Edwards… Edwards to Barry John… Edwards the Baabaa, diving over… Edwards again, in his own right (Shaun, I mean!) at the vortex of another monster hit. TOUCH PAUSE CONTRACT -ENGAGE; not with Twickers, as feared and imagined but with and by Wales-in-my-arms. A kind of poetic justice. In the now buffering pantheon of Welsh rugby Edwards will remain a name to conjure memories and expectations – dreams even. Only the current version is, as half the world knows, a bullish English Skinhead with attitude plus.
Certainly The Province (yuk) is dreaming again. Now that the bristlingly brilliant defensive guru has shaken on the deal to keep him in Wales – or at least primarily working here until after the 2015 World Cup – the excitement rumbles on. After a World Cup hugely enriched by Welsh verve and spirit, this medium-sized signature richly supercedes the limitations of mere contract; it is, alleluyah, a sign.
A sign of the following
- that Edwards has understandably been Touched by the feeling that there’s something exciting (and honest and true?) about how Wales are developing
- that he understands and feels (surely) the coaching triumvirate of Gatland Edwards Howley are casting something of a spell
- that a competitive or even gallivanting Welsh side is massively good for the world game
- that clearly the current crop of players – Warburton/Faletau/Roberts/North/Halfpenny perhaps most obviously – are young men of some considerable talent
- that maybe he fears England may remain in a constipated Crouch?
- that of the combination of factors – money/challenge/enjoyment/hwyl? – the most significant point straightforwardly back to Cardiff.
Many of us view this as a near-mushy triumph for Love over Money. (We know it’s not that simple but please allow our indulgence; it’s kindof refreshing.) For here the obvious antagonism between Wales and England has been simply slam-dunked by (it is felt) a kind of big-hearted loyalty to real rugby. Twickers with its pen-pushers, snobs, embarrassment of riches but disgracefully poor and cynical expression of the game has been snubbed righteously by the boy Edwards; who sounds Welsh. Who understands – as did the world – that the sport’s richness derives chiefly from doing brave, comradely stuff quickly and with flair. That’s how it seems from Tredegar/Tywyn/Ty Ddewi.

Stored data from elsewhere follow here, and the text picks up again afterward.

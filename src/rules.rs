//! # Pattern Rule Set
//!
//! Ordered text rewrites that strip citation and reference noise from prose.
//!
//! Each rule is a standalone pure function from `&str` to a (possibly
//! borrowed) string, tagged with a priority. A [`RuleSet`] is the list of
//! rules for one [`CleaningMode`], sorted by priority. Order matters: link
//! rules must run before the generic bracket stripper, and whitespace
//! normalization runs last because every removal can leave gaps behind.
//!
//! | Priority | Rule                      | Aggressive | Conservative |
//! |---------:|---------------------------|:----------:|:------------:|
//! | 10       | citation markers          | x          | x            |
//! | 20       | reference definitions     | x          | x            |
//! | 30       | reference-style links     | x          | x            |
//! | 35       | inline links              | x          |              |
//! | 40       | compound references       | x          | x            |
//! | 45       | bracket markers           | any        | numeric only |
//! | 50       | autolinks                 | x          | x            |
//! | 55       | bare URLs / tracking      | remove URL | strip `utm_` |
//! | 60       | source badges             | x          | x            |
//! | 70-110   | whitespace normalization  | x          | x            |
//!
//! All patterns run on the `regex` crate, which guarantees linear-time
//! matching; adversarial page content cannot trigger catastrophic
//! backtracking.

use crate::settings::CleaningMode;
use regex::Regex;
use std::borrow::Cow;
use std::fmt;
use std::sync::LazyLock;

/// Signature shared by every rewrite.
pub type Rewrite = fn(&str) -> Cow<'_, str>;

/// A single prioritized rewrite.
#[derive(Clone, Copy)]
pub struct Rule {
    /// Short identifier, stable across releases.
    pub name: &'static str,
    /// Position in the pipeline; lower runs first.
    pub priority: u16,
    rewrite: Rewrite,
}

impl Rule {
    const fn new(name: &'static str, priority: u16, rewrite: Rewrite) -> Self {
        Self {
            name,
            priority,
            rewrite,
        }
    }

    /// Applies this rule alone.
    pub fn apply<'a>(&self, text: &'a str) -> Cow<'a, str> {
        (self.rewrite)(text)
    }
}

impl fmt::Debug for Rule {
    fn fmt(&self, f: &mut fmt::Formatter<'_>) -> fmt::Result {
        f.debug_struct("Rule")
            .field("name", &self.name)
            .field("priority", &self.priority)
            .finish()
    }
}

const COMMON_RULES: &[Rule] = &[
    Rule::new("citation-markers", 10, remove_citation_markers),
    Rule::new("reference-definitions", 20, remove_reference_definitions),
    Rule::new("reference-links", 30, collapse_reference_links),
    Rule::new("compound-references", 40, remove_compound_references),
    Rule::new("autolinks", 50, remove_autolinks),
    Rule::new("source-badges", 60, strip_source_badges),
    Rule::new("empty-parens", 70, remove_empty_parens),
    Rule::new("collapse-spaces", 80, collapse_spaces),
    Rule::new("trim-line-edges", 90, trim_line_edges),
    Rule::new("collapse-blank-lines", 100, collapse_blank_lines),
    Rule::new("trim", 110, trim_segment),
];

const AGGRESSIVE_RULES: &[Rule] = &[
    Rule::new("inline-links", 35, collapse_inline_links),
    Rule::new("bracket-markers", 45, remove_bracket_markers),
    Rule::new("bare-urls", 55, remove_bare_urls),
];

const CONSERVATIVE_RULES: &[Rule] = &[
    Rule::new("numeric-markers", 45, remove_numeric_markers),
    Rule::new("tracking-params", 55, strip_tracking_params),
];

static AGGRESSIVE: LazyLock<RuleSet> =
    LazyLock::new(|| RuleSet::build(CleaningMode::Aggressive, AGGRESSIVE_RULES));

static CONSERVATIVE: LazyLock<RuleSet> =
    LazyLock::new(|| RuleSet::build(CleaningMode::Conservative, CONSERVATIVE_RULES));

/// The ordered rules for one cleaning mode.
#[derive(Debug)]
pub struct RuleSet {
    mode: CleaningMode,
    rules: Vec<Rule>,
}

impl RuleSet {
    fn build(mode: CleaningMode, extra: &[Rule]) -> Self {
        let mut rules: Vec<Rule> = COMMON_RULES.iter().chain(extra).copied().collect();
        rules.sort_by_key(|rule| rule.priority);
        Self { mode, rules }
    }

    /// Returns the shared rule set for `mode`.
    pub fn for_mode(mode: CleaningMode) -> &'static RuleSet {
        match mode {
            CleaningMode::Aggressive => &AGGRESSIVE,
            CleaningMode::Conservative => &CONSERVATIVE,
        }
    }

    /// The mode this set implements.
    pub fn mode(&self) -> CleaningMode {
        self.mode
    }

    /// Rules in execution order.
    pub fn rules(&self) -> &[Rule] {
        &self.rules
    }

    /// Looks a rule up by name.
    pub fn rule(&self, name: &str) -> Option<&Rule> {
        self.rules.iter().find(|rule| rule.name == name)
    }

    /// Runs every rule over `text` in priority order.
    pub fn apply(&self, text: &str) -> String {
        let mut current = text.to_owned();

        for rule in &self.rules {
            let rewritten = match rule.apply(&current) {
                Cow::Borrowed(unchanged) if unchanged.len() == current.len() => continue,
                rewritten => rewritten.into_owned(),
            };
            current = rewritten;
        }

        current
    }
}

// ============================================================================
// Citation and reference rules
// ============================================================================

// Chat assistants wrap citations in private-use delimiters:
// U+E200 "cite" U+E202 "turn0search3" U+E201. Plain-text copies often lose the
// delimiters and leave "citeturn0search3" glued to the previous word.
static RE_CITATION: LazyLock<Regex> = LazyLock::new(|| {
    Regex::new(
        r"[ \t]*\x{E200}?(?:\bcite\b|cite(?:turn\d|\x{E202}))(?:[^\n\x{E201}]*\x{E201}|[^\n]*)",
    )
    .unwrap()
});

static RE_REFERENCE_DEFINITION: LazyLock<Regex> =
    LazyLock::new(|| Regex::new(r"(?m)^[ \t]*\[[^\]\n]+\]:[ \t]*\S+.*$").unwrap());

static RE_REFERENCE_LINK: LazyLock<Regex> =
    LazyLock::new(|| Regex::new(r"\[([^\]\n]+)\]\[[^\]\n]+\]").unwrap());

static RE_INLINE_LINK: LazyLock<Regex> = LazyLock::new(|| {
    Regex::new(r"(?i)\[([^\]\n]+)\]\((?:https?://|www\.)[^)\n]+\)").unwrap()
});

// Runs after reference-links, which usually collapses the inner `[..][..]`
// first and leaves `(label)` plus any `<--` note in place.
static RE_COMPOUND_REFERENCE: LazyLock<Regex> = LazyLock::new(|| {
    Regex::new(r"[ \t]*\(\[[^\]\n]+\]\[[^\]\n]+\]\)[ \t]*(?:<-+.*)?").unwrap()
});

static RE_BRACKET_MARKER: LazyLock<Regex> =
    LazyLock::new(|| Regex::new(r"[ \t]*\[[^\]\n]+\]").unwrap());

static RE_NUMERIC_MARKER: LazyLock<Regex> =
    LazyLock::new(|| Regex::new(r"[ \t]*\[\d+\]").unwrap());

static RE_AUTOLINK: LazyLock<Regex> =
    LazyLock::new(|| Regex::new(r"(?i)<https?://[^>\n]+>").unwrap());

static RE_BARE_URL: LazyLock<Regex> =
    LazyLock::new(|| Regex::new(r"(?i)\b(?:https?://|www\.)\S+").unwrap());

static RE_TRACKING_PARAMS: LazyLock<Regex> =
    LazyLock::new(|| Regex::new(r"(?i)(\bhttps?://[^\s?]+)\?utm_[^\s)]*").unwrap());

/// Removes a citation keyword and everything after it up to the closing
/// citation delimiter, or to the end of the line when there is none.
pub fn remove_citation_markers(text: &str) -> Cow<'_, str> {
    RE_CITATION.replace_all(text, "")
}

/// Removes whole lines of the form `[label]: target`.
pub fn remove_reference_definitions(text: &str) -> Cow<'_, str> {
    RE_REFERENCE_DEFINITION.replace_all(text, "")
}

/// `[label][ref]` becomes `label`.
pub fn collapse_reference_links(text: &str) -> Cow<'_, str> {
    RE_REFERENCE_LINK.replace_all(text, "${1}")
}

/// `[label](https://...)` becomes `label`.
pub fn collapse_inline_links(text: &str) -> Cow<'_, str> {
    RE_INLINE_LINK.replace_all(text, "${1}")
}

/// Removes `([Title][ref])` and an optional trailing `<--` annotation.
pub fn remove_compound_references(text: &str) -> Cow<'_, str> {
    RE_COMPOUND_REFERENCE.replace_all(text, "")
}

/// Removes every bracketed marker, whatever it contains.
pub fn remove_bracket_markers(text: &str) -> Cow<'_, str> {
    RE_BRACKET_MARKER.replace_all(text, "")
}

/// Removes purely numeric markers like `[12]`; `[i]` or `[note]` survive.
pub fn remove_numeric_markers(text: &str) -> Cow<'_, str> {
    RE_NUMERIC_MARKER.replace_all(text, "")
}

/// Removes `<https://...>` autolinks.
pub fn remove_autolinks(text: &str) -> Cow<'_, str> {
    RE_AUTOLINK.replace_all(text, "")
}

/// Removes bare `http(s)://` and `www.` URLs.
pub fn remove_bare_urls(text: &str) -> Cow<'_, str> {
    RE_BARE_URL.replace_all(text, "")
}

/// Drops a `?utm_...` query from surviving URLs, keeping the URL itself.
pub fn strip_tracking_params(text: &str) -> Cow<'_, str> {
    RE_TRACKING_PARAMS.replace_all(text, "${1}")
}

// ============================================================================
// Source badges
// ============================================================================

static RE_BADGE_COUNT: LazyLock<Regex> = LazyLock::new(|| Regex::new(r"\+\d+\b").unwrap());

/// Shortest badge phrase: a capital plus two more characters.
const BADGE_MIN_LEN: usize = 3;

/// Longest badge phrase: a capital plus up to 80 more characters.
const BADGE_MAX_LEN: usize = 81;

/// Removes source badge crumbs such as `MDN Web Docs+1`.
///
/// A badge is a run of capitalized words (digits and `&`/`-`/`/` connectors
/// allowed in between) that starts after whitespace or at the start of the
/// text and is glued to a `+N` count. A sentence-initial title-case word in
/// front of further capitalized words is ordinary capitalization and is kept
/// when the sentence goes on: `See MDN Web Docs+1 for details` loses only
/// `MDN Web Docs+1`. A badge that ends its line is removed whole, so
/// `Done.\nStack Overflow+2` loses `Stack Overflow+2`.
/// Whitespace before the badge is left for the spacing rules.
pub fn strip_source_badges(text: &str) -> Cow<'_, str> {
    let mut out = String::new();
    let mut copied = 0;

    for count in RE_BADGE_COUNT.find_iter(text) {
        if let Some(start) = badge_start(text, copied, count.start(), count.end()) {
            out.push_str(&text[copied..start]);
            copied = count.end();
        }
    }

    if copied == 0 {
        return Cow::Borrowed(text);
    }

    out.push_str(&text[copied..]);
    Cow::Owned(out)
}

#[derive(Debug, PartialEq, Eq)]
enum BadgeWord {
    /// Can open a badge phrase.
    Capitalized,
    /// Can sit inside a phrase but not open it.
    Continuation,
    /// Ends the backward walk.
    Other,
}

fn is_badge_byte(b: u8) -> bool {
    b.is_ascii_alphanumeric() || matches!(b, b' ' | b'.' | b',' | b'&' | b'/' | b'-')
}

fn classify_badge_word(word: &[u8]) -> BadgeWord {
    match word.first() {
        Some(b) if b.is_ascii_uppercase() => BadgeWord::Capitalized,
        Some(b) if b.is_ascii_digit() => BadgeWord::Continuation,
        _ if !word.iter().any(u8::is_ascii_alphanumeric) => BadgeWord::Continuation,
        _ => BadgeWord::Other,
    }
}

/// Finds where the badge whose count spans `plus..count_end` begins, never
/// looking before `floor`.
fn badge_start(text: &str, floor: usize, plus: usize, count_end: usize) -> Option<usize> {
    let bytes = text.as_bytes();

    // All badge bytes are ASCII, so every index visited is a char boundary.
    let mut window = plus;
    while window > floor && plus - window < BADGE_MAX_LEN && is_badge_byte(bytes[window - 1]) {
        window -= 1;
    }

    // Phrase starts, collected right to left
    let mut candidates = Vec::new();
    let mut end = plus;
    loop {
        while end > window && bytes[end - 1] == b' ' {
            end -= 1;
        }
        if end == window {
            break;
        }

        let mut start = end;
        while start > window && bytes[start - 1] != b' ' {
            start -= 1;
        }

        match classify_badge_word(&bytes[start..end]) {
            BadgeWord::Capitalized => {
                let len = plus - start;
                if follows_whitespace(text, start) && (BADGE_MIN_LEN..=BADGE_MAX_LEN).contains(&len)
                {
                    candidates.push(start);
                }
            }
            BadgeWord::Continuation => {}
            BadgeWord::Other => break,
        }

        end = start;
    }

    let leftmost = *candidates.last()?;
    if candidates.len() > 1
        && is_title_case(&bytes[leftmost..plus])
        && is_sentence_start(text, leftmost)
        && !ends_line(text, count_end)
    {
        return Some(candidates[candidates.len() - 2]);
    }

    Some(leftmost)
}

fn follows_whitespace(text: &str, pos: usize) -> bool {
    text[..pos].chars().next_back().map_or(true, char::is_whitespace)
}

fn is_title_case(word: &[u8]) -> bool {
    matches!(word, [first, second, ..] if first.is_ascii_uppercase() && second.is_ascii_lowercase())
}

/// True if only closing punctuation and spaces follow `pos` on its line.
fn ends_line(text: &str, pos: usize) -> bool {
    let rest = text[pos..].trim_start_matches([' ', '\t', '.', ',', ';', ':', '!', '?', ')']);
    rest.is_empty() || rest.starts_with(['\n', '\r'])
}

fn is_sentence_start(text: &str, pos: usize) -> bool {
    let before = text[..pos].trim_end_matches([' ', '\t']);
    match before.chars().next_back() {
        None => true,
        Some(c) => matches!(c, '\n' | '\r' | '.' | '!' | '?' | ':'),
    }
}

// ============================================================================
// Whitespace normalization
// ============================================================================

static RE_EMPTY_PARENS: LazyLock<Regex> = LazyLock::new(|| Regex::new(r"\(\s*\)").unwrap());

static RE_HORIZONTAL_SPACE: LazyLock<Regex> = LazyLock::new(|| Regex::new(r"[ \t]+").unwrap());

static RE_NEWLINE_EDGES: LazyLock<Regex> =
    LazyLock::new(|| Regex::new(r"[ \t]*\n[ \t]*").unwrap());

static RE_BLANK_RUN: LazyLock<Regex> = LazyLock::new(|| Regex::new(r"\n{3,}").unwrap());

/// Removes `()` pairs emptied by earlier removals.
pub fn remove_empty_parens(text: &str) -> Cow<'_, str> {
    RE_EMPTY_PARENS.replace_all(text, "")
}

/// Collapses runs of spaces and tabs to one space.
pub fn collapse_spaces(text: &str) -> Cow<'_, str> {
    // Skip the rewrite when no run needs collapsing
    if !text.contains("  ") && !text.contains('\t') {
        return Cow::Borrowed(text);
    }
    RE_HORIZONTAL_SPACE.replace_all(text, " ")
}

/// Strips spaces hugging a newline.
pub fn trim_line_edges(text: &str) -> Cow<'_, str> {
    RE_NEWLINE_EDGES.replace_all(text, "\n")
}

/// Reduces 3+ consecutive newlines to one blank line.
pub fn collapse_blank_lines(text: &str) -> Cow<'_, str> {
    RE_BLANK_RUN.replace_all(text, "\n\n")
}

/// Trims the whole segment.
pub fn trim_segment(text: &str) -> Cow<'_, str> {
    Cow::Borrowed(text.trim())
}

Welsh rugby has manifestly taken big strides forward of late. If, as now seems likely, the coaching set-up – which we can only imagine is enjoyed, largely, by the players – now looks forward to a stable period of further development, then lookout boys. But there are no guarantees. I even see England as a major threat going forward – if they ever do. For now though, the Brotherhood of Reds is pumping claret; proudly.